Instructions for the task:
Extract all records. Keep each one exact.

Records provided:

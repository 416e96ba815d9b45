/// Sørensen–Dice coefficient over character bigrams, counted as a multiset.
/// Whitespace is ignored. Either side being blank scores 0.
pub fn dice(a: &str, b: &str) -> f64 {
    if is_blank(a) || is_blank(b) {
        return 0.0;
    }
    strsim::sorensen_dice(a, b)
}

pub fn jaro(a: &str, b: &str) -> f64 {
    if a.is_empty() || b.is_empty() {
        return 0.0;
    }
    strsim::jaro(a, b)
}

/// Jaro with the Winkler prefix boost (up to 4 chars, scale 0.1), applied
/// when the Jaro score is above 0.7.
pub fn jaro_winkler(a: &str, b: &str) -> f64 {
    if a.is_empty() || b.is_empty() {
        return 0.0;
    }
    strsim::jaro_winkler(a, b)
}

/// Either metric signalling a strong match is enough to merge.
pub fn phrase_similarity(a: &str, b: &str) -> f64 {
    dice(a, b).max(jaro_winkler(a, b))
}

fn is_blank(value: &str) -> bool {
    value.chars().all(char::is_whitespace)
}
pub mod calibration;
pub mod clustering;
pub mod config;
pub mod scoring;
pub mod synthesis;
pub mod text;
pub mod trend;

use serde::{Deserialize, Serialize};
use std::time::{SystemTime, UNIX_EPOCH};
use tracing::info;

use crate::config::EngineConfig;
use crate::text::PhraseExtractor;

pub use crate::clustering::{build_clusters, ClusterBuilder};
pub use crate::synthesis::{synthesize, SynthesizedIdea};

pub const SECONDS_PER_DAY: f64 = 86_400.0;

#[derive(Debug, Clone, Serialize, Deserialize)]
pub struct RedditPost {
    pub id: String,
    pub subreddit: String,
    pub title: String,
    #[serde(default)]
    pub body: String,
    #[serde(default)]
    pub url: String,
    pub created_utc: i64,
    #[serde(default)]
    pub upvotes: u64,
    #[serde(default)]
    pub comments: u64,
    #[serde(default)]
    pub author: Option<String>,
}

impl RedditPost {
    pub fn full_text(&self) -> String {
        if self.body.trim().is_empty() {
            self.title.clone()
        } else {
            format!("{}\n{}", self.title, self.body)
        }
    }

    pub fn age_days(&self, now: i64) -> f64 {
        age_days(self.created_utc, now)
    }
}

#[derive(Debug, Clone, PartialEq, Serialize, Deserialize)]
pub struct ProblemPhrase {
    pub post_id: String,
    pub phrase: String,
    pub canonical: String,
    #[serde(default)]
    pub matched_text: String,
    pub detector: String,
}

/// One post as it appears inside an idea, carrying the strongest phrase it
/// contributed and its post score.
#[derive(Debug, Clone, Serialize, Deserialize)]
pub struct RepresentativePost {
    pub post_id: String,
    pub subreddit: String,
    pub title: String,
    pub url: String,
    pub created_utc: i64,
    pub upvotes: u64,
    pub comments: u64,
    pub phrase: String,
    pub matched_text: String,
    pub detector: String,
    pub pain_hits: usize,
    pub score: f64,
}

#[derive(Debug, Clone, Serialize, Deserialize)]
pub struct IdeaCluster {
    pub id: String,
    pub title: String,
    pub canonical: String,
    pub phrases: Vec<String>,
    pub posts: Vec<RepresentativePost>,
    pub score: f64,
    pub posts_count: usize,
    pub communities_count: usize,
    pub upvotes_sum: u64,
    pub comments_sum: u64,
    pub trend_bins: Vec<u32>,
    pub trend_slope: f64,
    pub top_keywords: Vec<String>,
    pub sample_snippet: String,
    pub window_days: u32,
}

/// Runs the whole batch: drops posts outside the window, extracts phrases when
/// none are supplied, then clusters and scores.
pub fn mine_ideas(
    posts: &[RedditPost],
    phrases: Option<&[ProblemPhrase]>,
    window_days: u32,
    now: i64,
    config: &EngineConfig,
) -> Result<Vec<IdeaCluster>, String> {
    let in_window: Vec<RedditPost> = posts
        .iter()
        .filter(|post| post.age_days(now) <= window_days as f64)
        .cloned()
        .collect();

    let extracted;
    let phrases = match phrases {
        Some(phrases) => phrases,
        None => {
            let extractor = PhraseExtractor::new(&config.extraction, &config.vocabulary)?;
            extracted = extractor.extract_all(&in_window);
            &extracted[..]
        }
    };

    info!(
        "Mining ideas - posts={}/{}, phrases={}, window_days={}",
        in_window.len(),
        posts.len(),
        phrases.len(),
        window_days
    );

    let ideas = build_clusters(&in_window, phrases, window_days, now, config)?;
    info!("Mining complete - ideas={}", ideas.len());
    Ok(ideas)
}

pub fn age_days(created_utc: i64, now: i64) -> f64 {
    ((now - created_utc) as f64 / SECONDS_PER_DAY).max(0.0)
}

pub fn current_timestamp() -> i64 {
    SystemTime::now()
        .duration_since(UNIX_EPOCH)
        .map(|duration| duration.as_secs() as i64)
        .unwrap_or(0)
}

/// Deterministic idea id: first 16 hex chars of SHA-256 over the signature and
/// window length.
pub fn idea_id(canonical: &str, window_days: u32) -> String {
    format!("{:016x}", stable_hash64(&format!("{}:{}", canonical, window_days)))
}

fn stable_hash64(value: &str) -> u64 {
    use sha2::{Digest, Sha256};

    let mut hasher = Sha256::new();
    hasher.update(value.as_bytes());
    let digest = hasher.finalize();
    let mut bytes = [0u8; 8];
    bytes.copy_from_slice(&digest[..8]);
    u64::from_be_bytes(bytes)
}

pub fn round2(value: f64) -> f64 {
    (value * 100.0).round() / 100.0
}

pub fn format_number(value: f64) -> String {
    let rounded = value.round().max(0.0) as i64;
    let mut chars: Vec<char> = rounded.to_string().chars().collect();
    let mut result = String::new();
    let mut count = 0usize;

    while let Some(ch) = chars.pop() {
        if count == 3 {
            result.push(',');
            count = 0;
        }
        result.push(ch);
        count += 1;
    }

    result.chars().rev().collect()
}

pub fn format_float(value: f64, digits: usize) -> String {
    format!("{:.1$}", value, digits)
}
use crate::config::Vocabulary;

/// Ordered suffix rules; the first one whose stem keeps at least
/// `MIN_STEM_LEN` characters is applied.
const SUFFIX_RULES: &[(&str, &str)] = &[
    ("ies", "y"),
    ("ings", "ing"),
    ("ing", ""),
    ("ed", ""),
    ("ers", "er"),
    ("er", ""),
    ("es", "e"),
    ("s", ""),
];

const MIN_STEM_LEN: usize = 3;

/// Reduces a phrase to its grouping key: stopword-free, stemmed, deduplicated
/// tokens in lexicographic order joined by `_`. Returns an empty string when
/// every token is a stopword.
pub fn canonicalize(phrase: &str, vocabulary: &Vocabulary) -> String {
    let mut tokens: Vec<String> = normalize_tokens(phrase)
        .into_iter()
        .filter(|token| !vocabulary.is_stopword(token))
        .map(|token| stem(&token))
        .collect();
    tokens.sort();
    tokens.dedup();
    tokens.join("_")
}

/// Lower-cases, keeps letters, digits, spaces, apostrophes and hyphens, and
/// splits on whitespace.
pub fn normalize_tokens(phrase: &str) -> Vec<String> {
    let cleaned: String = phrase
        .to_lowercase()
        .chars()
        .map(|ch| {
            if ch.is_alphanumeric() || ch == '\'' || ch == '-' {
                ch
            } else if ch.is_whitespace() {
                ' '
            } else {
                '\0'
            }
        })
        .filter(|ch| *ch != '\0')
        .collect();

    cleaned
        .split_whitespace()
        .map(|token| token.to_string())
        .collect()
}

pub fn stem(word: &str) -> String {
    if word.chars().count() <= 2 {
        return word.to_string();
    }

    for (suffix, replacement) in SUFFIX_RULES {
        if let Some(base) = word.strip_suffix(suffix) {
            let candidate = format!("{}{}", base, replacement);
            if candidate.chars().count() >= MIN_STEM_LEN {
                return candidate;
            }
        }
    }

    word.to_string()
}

Answer area:
repository 416e96ba815d9b45
/// Sørensen–Dice coefficient over character bigrams, counted as a multiset.
/// Whitespace is ignored. Either side being blank scores 0.
pub fn dice(a: &str, b: &str) -> f64 {
    if is_blank(a) || is_blank(b) {
        return 0.0;
    }
    strsim::sorensen_dice(a, b)
}

pub fn jaro(a: &str, b: &str) -> f64 {
    if a.is_empty() || b.is_empty() {
        return 0.0;
    }
    strsim::jaro(a, b)
}

/// Jaro with the Winkler prefix boost (up to 4 chars, scale 0.1), applied
/// when the Jaro score is above 0.7.
pub fn jaro_winkler(a: &str, b: &str) -> f64 {
    if a.is_empty() || b.is_empty() {
        return 0.0;
    }
    strsim::jaro_winkler(a, b)
}

/// Either metric signalling a strong match is enough to merge.
pub fn phrase_similarity(a: &str, b: &str) -> f64 {
    dice(a, b).max(jaro_winkler(a, b))
}

fn is_blank(value: &str) -> bool {
    value.chars().all(char::is_whitespace)
}
pub mod calibration;
pub mod clustering;
pub mod config;
pub mod scoring;
pub mod synthesis;
pub mod text;
pub mod trend;

use serde::{Deserialize, Serialize};
use std::time::{SystemTime, UNIX_EPOCH};
use tracing::info;

use crate::config::EngineConfig;
use crate::text::PhraseExtractor;

pub use crate::clustering::{build_clusters, ClusterBuilder};
pub use crate::synthesis::{synthesize, SynthesizedIdea};

pub const SECONDS_PER_DAY: f64 = 86_400.0;

#[derive(Debug, Clone, Serialize, Deserialize)]
pub struct RedditPost {
    pub id: String,
    pub subreddit: String,
    pub title: String,
    #[serde(default)]
    pub body: String,
    #[serde(default)]
    pub url: String,
    pub created_utc: i64,
    #[serde(default)]
    pub upvotes: u64,
    #[serde(default)]
    pub comments: u64,
    #[serde(default)]
    pub author: Option<String>,
}

impl RedditPost {
    pub fn full_text(&self) -> String {
        if self.body.trim().is_empty() {
            self.title.clone()
        } else {
            format!("{}\n{}", self.title, self.body)
        }
    }

    pub fn age_days(&self, now: i64) -> f64 {
        age_days(self.created_utc, now)
    }
}

#[derive(Debug, Clone, PartialEq, Serialize, Deserialize)]
pub struct ProblemPhrase {
    pub post_id: String,
    pub phrase: String,
    pub canonical: String,
    #[serde(default)]
    pub matched_text: String,
    pub detector: String,
}

/// One post as it appears inside an idea, carrying the strongest phrase it
/// contributed and its post score.
#[derive(Debug, Clone, Serialize, Deserialize)]
pub struct RepresentativePost {
    pub post_id: String,
    pub subreddit: String,
    pub title: String,
    pub url: String,
    pub created_utc: i64,
    pub upvotes: u64,
    pub comments: u64,
    pub phrase: String,
    pub matched_text: String,
    pub detector: String,
    pub pain_hits: usize,
    pub score: f64,
}

#[derive(Debug, Clone, Serialize, Deserialize)]
pub struct IdeaCluster {
    pub id: String,
    pub title: String,
    pub canonical: String,
    pub phrases: Vec<String>,
    pub posts: Vec<RepresentativePost>,
    pub score: f64,
    pub posts_count: usize,
    pub communities_count: usize,
    pub upvotes_sum: u64,
    pub comments_sum: u64,
    pub trend_bins: Vec<u32>,
    pub trend_slope: f64,
    pub top_keywords: Vec<String>,
    pub sample_snippet: String,
    pub window_days: u32,
}

/// Runs the whole batch: drops posts outside the window, extracts phrases when
/// none are supplied, then clusters and scores.
pub fn mine_ideas(
    posts: &[RedditPost],
    phrases: Option<&[ProblemPhrase]>,
    window_days: u32,
    now: i64,
    config: &EngineConfig,
) -> Result<Vec<IdeaCluster>, String> {
    let in_window: Vec<RedditPost> = posts
        .iter()
        .filter(|post| post.age_days(now) <= window_days as f64)
        .cloned()
        .collect();

    let extracted;
    let phrases = match phrases {
        Some(phrases) => phrases,
        None => {
            let extractor = PhraseExtractor::new(&config.extraction, &config.vocabulary)?;
            extracted = extractor.extract_all(&in_window);
            &extracted[..]
        }
    };

    info!(
        "Mining ideas - posts={}/{}, phrases={}, window_days={}",
        in_window.len(),
        posts.len(),
        phrases.len(),
        window_days
    );

    let ideas = build_clusters(&in_window, phrases, window_days, now, config)?;
    info!("Mining complete - ideas={}", ideas.len());
    Ok(ideas)
}

pub fn age_days(created_utc: i64, now: i64) -> f64 {
    ((now - created_utc) as f64 / SECONDS_PER_DAY).max(0.0)
}

pub fn current_timestamp() -> i64 {
    SystemTime::now()
        .duration_since(UNIX_EPOCH)
        .map(|duration| duration.as_secs() as i64)
        .unwrap_or(0)
}

/// Deterministic idea id: first 16 hex chars of SHA-256 over the signature and
/// window length.
pub fn idea_id(canonical: &str, window_days: u32) -> String {
    format!("{:016x}", stable_hash64(&format!("{}:{}", canonical, window_days)))
}

fn stable_hash64(value: &str) -> u64 {
    use sha2::{Digest, Sha256};

    let mut hasher = Sha256::new();
    hasher.update(value.as_bytes());
    let digest = hasher.finalize();
    let mut bytes = [0u8; 8];
    bytes.copy_from_slice(&digest[..8]);
    u64::from_be_bytes(bytes)
}

pub fn round2(value: f64) -> f64 {
    (value * 100.0).round() / 100.0
}

pub fn format_number(value: f64) -> String {
    let rounded = value.round().max(0.0) as i64;
    let mut chars: Vec<char> = rounded.to_string().chars().collect();
    let mut result = String::new();
    let mut count = 0usize;

    while let Some(ch) = chars.pop() {
        if count == 3 {
            result.push(',');
            count = 0;
        }
        result.push(ch);
        count += 1;
    }

    result.chars().rev().collect()
}

pub fn format_float(value: f64, digits: usize) -> String {
    format!("{:.1$}", value, digits)
}
use crate::config::Vocabulary;

/// Ordered suffix rules; the first one whose stem keeps at least
/// `MIN_STEM_LEN` characters is applied.
const SUFFIX_RULES: &[(&str, &str)] = &[
    ("ies", "y"),
    ("ings", "ing"),
    ("ing", ""),
    ("ed", ""),
    ("ers", "er"),
    ("er", ""),
    ("es", "e"),
    ("s", ""),
];

const MIN_STEM_LEN: usize = 3;

/// Reduces a phrase to its grouping key: stopword-free, stemmed, deduplicated
/// tokens in lexicographic order joined by `_`. Returns an empty string when
/// every token is a stopword.
pub fn canonicalize(phrase: &str, vocabulary: &Vocabulary) -> String {
    let mut tokens: Vec<String> = normalize_tokens(phrase)
        .into_iter()
        .filter(|token| !vocabulary.is_stopword(token))
        .map(|token| stem(&token))
        .collect();
    tokens.sort();
    tokens.dedup();
    tokens.join("_")
}

/// Lower-cases, keeps letters, digits, spaces, apostrophes and hyphens, and
/// splits on whitespace.
pub fn normalize_tokens(phrase: &str) -> Vec<String> {
    let cleaned: String = phrase
        .to_lowercase()
        .chars()
        .map(|ch| {
            if ch.is_alphanumeric() || ch == '\'' || ch == '-' {
                ch
            } else if ch.is_whitespace() {
                ' '
            } else {
                '\0'
            }
        })
        .filter(|ch| *ch != '\0')
        .collect();

    cleaned
        .split_whitespace()
        .map(|token| token.to_string())
        .collect()
}

pub fn stem(word: &str) -> String {
    if word.chars().count() <= 2 {
        return word.to_string();
    }

    for (suffix, replacement) in SUFFIX_RULES {
        if let Some(base) = word.strip_suffix(suffix) {
            let candidate = format!("{}{}", base, replacement);
            if candidate.chars().count() >= MIN_STEM_LEN {
                return candidate;
            }
        }
    }

    word.to_string()
}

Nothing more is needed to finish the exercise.